(Stored data)
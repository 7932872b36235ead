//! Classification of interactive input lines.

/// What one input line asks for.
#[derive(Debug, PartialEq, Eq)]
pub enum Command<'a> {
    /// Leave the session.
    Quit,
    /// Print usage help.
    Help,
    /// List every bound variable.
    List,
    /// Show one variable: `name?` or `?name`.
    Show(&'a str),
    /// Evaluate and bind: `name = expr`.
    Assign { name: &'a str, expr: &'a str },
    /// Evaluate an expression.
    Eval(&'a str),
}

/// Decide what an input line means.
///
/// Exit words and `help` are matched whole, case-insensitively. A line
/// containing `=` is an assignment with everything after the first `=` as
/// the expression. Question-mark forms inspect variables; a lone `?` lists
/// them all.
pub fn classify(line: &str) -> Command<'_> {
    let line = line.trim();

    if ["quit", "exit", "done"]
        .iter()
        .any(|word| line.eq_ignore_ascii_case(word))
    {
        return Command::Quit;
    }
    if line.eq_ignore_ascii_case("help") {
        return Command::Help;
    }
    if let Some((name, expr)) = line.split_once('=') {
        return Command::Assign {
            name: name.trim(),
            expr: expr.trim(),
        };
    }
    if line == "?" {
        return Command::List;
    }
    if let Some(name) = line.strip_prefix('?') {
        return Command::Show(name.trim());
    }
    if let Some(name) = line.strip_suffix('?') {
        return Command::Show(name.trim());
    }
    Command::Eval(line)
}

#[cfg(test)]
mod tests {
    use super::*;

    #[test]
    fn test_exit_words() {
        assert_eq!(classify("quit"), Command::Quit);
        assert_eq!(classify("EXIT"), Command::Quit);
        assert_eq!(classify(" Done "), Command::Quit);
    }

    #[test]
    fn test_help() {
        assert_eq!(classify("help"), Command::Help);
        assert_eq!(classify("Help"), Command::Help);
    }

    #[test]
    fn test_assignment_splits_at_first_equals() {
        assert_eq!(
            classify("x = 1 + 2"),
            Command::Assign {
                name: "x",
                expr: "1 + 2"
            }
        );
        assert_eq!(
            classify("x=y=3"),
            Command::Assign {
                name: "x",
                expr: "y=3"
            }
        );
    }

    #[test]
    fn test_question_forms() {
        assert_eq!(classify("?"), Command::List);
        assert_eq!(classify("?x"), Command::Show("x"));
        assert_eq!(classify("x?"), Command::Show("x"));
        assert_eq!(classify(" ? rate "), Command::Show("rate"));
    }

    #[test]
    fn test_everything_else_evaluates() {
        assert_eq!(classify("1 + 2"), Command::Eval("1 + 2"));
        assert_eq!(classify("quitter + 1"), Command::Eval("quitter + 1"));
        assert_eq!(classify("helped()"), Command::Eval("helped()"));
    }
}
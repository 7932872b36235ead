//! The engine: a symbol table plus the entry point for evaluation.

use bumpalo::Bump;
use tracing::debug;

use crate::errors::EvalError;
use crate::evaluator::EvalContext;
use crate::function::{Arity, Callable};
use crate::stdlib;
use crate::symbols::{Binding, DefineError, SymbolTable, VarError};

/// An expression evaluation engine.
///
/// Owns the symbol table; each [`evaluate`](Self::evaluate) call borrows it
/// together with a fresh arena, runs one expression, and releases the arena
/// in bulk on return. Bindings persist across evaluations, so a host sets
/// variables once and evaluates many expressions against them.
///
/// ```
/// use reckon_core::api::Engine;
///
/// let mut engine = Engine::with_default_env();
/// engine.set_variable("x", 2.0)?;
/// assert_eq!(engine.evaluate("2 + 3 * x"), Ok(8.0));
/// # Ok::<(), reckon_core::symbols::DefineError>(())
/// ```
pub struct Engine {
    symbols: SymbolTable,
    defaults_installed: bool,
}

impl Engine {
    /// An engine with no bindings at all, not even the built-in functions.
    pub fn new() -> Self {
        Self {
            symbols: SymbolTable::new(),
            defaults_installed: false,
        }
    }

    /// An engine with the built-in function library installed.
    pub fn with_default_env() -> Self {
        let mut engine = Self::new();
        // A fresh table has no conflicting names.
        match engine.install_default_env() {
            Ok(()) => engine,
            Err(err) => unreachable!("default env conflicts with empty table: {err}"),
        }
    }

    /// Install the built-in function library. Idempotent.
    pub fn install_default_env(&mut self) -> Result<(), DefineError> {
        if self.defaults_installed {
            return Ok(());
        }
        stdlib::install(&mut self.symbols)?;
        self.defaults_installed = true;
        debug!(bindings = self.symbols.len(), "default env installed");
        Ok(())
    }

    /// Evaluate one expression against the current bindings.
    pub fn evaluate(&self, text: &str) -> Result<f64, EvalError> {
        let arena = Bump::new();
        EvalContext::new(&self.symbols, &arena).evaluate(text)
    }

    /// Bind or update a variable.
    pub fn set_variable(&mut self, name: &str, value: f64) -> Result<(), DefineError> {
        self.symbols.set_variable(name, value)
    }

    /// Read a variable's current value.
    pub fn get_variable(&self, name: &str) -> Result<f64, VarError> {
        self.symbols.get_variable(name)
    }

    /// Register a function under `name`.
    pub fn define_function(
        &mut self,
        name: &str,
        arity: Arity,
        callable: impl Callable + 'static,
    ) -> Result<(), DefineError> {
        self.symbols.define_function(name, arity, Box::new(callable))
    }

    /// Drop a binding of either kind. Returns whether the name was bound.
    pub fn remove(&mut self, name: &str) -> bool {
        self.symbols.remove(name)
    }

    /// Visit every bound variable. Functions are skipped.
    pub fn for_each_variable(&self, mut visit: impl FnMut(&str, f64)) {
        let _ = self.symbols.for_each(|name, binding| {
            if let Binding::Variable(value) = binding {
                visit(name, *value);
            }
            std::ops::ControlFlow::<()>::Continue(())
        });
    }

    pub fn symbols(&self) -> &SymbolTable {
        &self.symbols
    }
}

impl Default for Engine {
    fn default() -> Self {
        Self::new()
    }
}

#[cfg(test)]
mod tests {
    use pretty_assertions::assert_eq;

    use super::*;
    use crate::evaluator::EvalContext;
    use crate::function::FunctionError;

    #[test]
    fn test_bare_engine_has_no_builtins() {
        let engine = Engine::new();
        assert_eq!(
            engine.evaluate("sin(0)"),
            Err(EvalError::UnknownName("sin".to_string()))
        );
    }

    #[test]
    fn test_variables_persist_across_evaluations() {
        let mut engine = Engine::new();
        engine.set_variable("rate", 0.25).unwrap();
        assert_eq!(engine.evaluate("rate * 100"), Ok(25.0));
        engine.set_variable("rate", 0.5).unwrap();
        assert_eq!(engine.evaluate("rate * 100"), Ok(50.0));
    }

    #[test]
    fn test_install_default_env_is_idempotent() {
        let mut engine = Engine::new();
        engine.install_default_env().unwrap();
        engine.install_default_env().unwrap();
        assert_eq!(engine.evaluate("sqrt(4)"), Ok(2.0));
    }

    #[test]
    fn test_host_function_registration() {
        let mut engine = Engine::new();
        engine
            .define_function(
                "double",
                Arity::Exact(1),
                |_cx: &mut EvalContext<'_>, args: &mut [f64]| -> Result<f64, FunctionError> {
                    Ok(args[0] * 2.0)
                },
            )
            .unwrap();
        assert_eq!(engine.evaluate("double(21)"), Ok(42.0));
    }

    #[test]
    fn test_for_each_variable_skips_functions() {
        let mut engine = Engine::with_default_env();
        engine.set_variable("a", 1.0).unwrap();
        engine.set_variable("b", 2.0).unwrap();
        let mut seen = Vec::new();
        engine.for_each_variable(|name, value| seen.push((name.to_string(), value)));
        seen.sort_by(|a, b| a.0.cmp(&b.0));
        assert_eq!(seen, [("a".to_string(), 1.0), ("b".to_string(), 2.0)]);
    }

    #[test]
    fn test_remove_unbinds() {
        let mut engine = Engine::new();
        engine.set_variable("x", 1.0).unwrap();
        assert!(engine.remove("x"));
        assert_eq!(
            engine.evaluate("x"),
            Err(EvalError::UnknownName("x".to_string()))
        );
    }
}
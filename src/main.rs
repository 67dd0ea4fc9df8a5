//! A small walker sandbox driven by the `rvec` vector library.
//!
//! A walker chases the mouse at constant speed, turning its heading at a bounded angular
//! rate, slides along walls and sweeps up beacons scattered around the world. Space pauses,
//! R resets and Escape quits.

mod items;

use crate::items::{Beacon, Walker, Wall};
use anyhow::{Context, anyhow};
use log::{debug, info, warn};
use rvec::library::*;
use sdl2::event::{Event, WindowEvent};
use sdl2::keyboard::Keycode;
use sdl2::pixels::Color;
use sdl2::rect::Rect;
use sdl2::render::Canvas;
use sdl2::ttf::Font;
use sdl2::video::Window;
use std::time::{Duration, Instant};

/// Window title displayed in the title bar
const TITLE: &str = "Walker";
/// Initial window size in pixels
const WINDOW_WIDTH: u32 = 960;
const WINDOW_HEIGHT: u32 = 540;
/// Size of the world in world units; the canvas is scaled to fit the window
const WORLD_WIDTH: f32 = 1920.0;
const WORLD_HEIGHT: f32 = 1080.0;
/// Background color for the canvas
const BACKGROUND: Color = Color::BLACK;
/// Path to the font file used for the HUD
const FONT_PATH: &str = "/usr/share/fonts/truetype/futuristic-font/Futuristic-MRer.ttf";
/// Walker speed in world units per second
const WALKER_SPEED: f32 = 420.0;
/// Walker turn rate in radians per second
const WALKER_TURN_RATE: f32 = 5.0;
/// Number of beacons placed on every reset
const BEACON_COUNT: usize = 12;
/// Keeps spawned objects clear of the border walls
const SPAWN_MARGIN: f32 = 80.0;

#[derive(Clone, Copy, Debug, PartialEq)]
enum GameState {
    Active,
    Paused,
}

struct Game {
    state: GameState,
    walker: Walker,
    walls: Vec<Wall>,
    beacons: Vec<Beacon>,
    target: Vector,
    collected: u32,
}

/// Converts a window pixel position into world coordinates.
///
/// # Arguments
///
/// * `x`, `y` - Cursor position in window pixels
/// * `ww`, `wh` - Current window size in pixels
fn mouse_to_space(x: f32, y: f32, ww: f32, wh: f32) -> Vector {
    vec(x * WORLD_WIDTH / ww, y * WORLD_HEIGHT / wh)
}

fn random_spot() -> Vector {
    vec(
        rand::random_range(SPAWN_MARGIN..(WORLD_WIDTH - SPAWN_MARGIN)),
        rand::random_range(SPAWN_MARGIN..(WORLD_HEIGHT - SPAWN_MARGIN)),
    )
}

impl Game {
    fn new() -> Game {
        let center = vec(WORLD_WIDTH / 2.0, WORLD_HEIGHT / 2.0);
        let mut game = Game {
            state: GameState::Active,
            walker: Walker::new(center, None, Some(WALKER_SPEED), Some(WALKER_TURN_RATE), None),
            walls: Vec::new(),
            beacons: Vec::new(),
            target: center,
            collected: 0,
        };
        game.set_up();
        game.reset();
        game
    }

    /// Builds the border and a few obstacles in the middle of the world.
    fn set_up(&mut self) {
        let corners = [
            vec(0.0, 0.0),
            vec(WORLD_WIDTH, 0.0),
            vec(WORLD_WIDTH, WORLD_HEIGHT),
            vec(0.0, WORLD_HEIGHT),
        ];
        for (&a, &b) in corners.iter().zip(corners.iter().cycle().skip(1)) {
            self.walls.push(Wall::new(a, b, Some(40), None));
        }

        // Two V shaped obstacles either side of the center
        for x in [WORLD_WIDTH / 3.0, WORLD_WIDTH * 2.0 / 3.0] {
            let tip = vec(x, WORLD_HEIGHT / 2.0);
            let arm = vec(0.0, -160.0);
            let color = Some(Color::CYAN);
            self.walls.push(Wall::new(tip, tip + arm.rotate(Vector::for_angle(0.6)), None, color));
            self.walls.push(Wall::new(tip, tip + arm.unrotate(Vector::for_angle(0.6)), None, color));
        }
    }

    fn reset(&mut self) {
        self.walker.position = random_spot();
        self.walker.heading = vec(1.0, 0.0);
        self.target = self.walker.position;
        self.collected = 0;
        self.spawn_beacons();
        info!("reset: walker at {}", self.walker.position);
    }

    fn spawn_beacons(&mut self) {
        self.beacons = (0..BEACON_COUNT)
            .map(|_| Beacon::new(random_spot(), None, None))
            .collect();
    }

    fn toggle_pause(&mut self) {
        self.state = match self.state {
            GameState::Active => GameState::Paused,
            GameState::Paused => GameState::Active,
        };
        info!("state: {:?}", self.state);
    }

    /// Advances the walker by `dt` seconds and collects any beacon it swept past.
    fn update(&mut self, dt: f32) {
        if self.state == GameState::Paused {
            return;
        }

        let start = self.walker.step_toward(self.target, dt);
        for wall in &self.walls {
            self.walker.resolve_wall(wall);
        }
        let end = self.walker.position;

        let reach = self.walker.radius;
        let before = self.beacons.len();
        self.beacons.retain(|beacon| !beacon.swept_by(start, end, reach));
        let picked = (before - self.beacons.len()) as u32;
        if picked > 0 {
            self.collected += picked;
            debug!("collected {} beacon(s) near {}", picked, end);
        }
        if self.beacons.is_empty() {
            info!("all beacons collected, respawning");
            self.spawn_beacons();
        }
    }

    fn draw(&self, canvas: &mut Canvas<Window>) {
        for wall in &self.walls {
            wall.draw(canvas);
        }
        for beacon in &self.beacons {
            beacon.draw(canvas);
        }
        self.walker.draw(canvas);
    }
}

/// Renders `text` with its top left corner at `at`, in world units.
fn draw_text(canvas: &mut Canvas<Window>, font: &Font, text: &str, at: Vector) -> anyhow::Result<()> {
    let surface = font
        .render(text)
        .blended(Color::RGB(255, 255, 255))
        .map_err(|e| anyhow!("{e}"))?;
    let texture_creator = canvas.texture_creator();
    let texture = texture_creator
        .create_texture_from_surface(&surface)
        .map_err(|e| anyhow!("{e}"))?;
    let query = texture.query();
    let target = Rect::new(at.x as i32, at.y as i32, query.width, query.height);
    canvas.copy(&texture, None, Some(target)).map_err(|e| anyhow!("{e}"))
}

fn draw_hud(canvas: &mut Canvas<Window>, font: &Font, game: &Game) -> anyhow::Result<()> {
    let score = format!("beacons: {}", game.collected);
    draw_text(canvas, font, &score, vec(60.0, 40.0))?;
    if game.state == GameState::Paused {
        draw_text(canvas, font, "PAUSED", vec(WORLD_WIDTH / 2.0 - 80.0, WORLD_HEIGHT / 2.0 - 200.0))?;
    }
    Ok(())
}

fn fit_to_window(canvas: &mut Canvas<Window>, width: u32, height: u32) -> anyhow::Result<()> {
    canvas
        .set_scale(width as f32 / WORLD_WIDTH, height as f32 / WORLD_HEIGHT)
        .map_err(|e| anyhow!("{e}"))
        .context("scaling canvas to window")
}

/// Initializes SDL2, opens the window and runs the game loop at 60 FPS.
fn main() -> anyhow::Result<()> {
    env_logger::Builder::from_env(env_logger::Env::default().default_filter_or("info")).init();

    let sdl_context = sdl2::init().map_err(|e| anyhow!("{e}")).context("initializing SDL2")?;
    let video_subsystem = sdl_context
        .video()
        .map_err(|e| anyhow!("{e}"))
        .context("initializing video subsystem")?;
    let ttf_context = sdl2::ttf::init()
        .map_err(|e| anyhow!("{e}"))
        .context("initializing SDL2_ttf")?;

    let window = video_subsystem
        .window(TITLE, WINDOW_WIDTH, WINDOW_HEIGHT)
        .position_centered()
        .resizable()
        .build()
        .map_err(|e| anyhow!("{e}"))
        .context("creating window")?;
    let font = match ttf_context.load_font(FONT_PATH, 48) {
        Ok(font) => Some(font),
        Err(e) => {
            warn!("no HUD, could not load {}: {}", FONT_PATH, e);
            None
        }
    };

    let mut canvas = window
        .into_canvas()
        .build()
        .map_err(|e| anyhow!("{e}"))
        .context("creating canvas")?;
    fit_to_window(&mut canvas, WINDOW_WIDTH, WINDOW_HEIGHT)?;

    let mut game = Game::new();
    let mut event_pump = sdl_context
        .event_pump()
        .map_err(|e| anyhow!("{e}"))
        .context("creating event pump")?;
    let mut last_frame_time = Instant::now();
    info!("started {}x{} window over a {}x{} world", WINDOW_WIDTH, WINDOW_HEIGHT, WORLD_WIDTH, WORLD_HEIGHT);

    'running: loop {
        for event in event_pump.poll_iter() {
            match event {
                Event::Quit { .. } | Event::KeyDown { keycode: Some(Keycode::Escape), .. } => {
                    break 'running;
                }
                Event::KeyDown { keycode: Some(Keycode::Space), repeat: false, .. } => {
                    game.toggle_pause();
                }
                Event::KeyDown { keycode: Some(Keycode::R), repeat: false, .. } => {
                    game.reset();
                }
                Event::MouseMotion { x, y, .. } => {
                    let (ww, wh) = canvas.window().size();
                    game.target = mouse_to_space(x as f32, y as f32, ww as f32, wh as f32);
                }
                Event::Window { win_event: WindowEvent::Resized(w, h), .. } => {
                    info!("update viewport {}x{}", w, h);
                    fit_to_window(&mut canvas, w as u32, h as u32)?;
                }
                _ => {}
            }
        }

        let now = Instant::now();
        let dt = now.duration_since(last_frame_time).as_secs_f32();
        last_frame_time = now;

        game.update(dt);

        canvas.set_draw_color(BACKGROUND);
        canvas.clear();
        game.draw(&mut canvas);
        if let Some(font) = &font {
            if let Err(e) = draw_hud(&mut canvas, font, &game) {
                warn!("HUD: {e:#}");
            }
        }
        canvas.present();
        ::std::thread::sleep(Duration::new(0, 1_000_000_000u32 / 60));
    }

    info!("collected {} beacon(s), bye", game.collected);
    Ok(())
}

:: TASK OBJECTIVE ::
Look above and return each line of the records exactly, from the very first through the line with "case-insensitively. A line", both included.

:: FINAL ANSWER ::
repository 7932872b36235ead
//! Classification of interactive input lines.

/// What one input line asks for.
#[derive(Debug, PartialEq, Eq)]
pub enum Command<'a> {
    /// Leave the session.
    Quit,
    /// Print usage help.
    Help,
    /// List every bound variable.
    List,
    /// Show one variable: `name?` or `?name`.
    Show(&'a str),
    /// Evaluate and bind: `name = expr`.
    Assign { name: &'a str, expr: &'a str },
    /// Evaluate an expression.
    Eval(&'a str),
}

/// Decide what an input line means.
///
/// Exit words and `help` are matched whole, case-insensitively. A line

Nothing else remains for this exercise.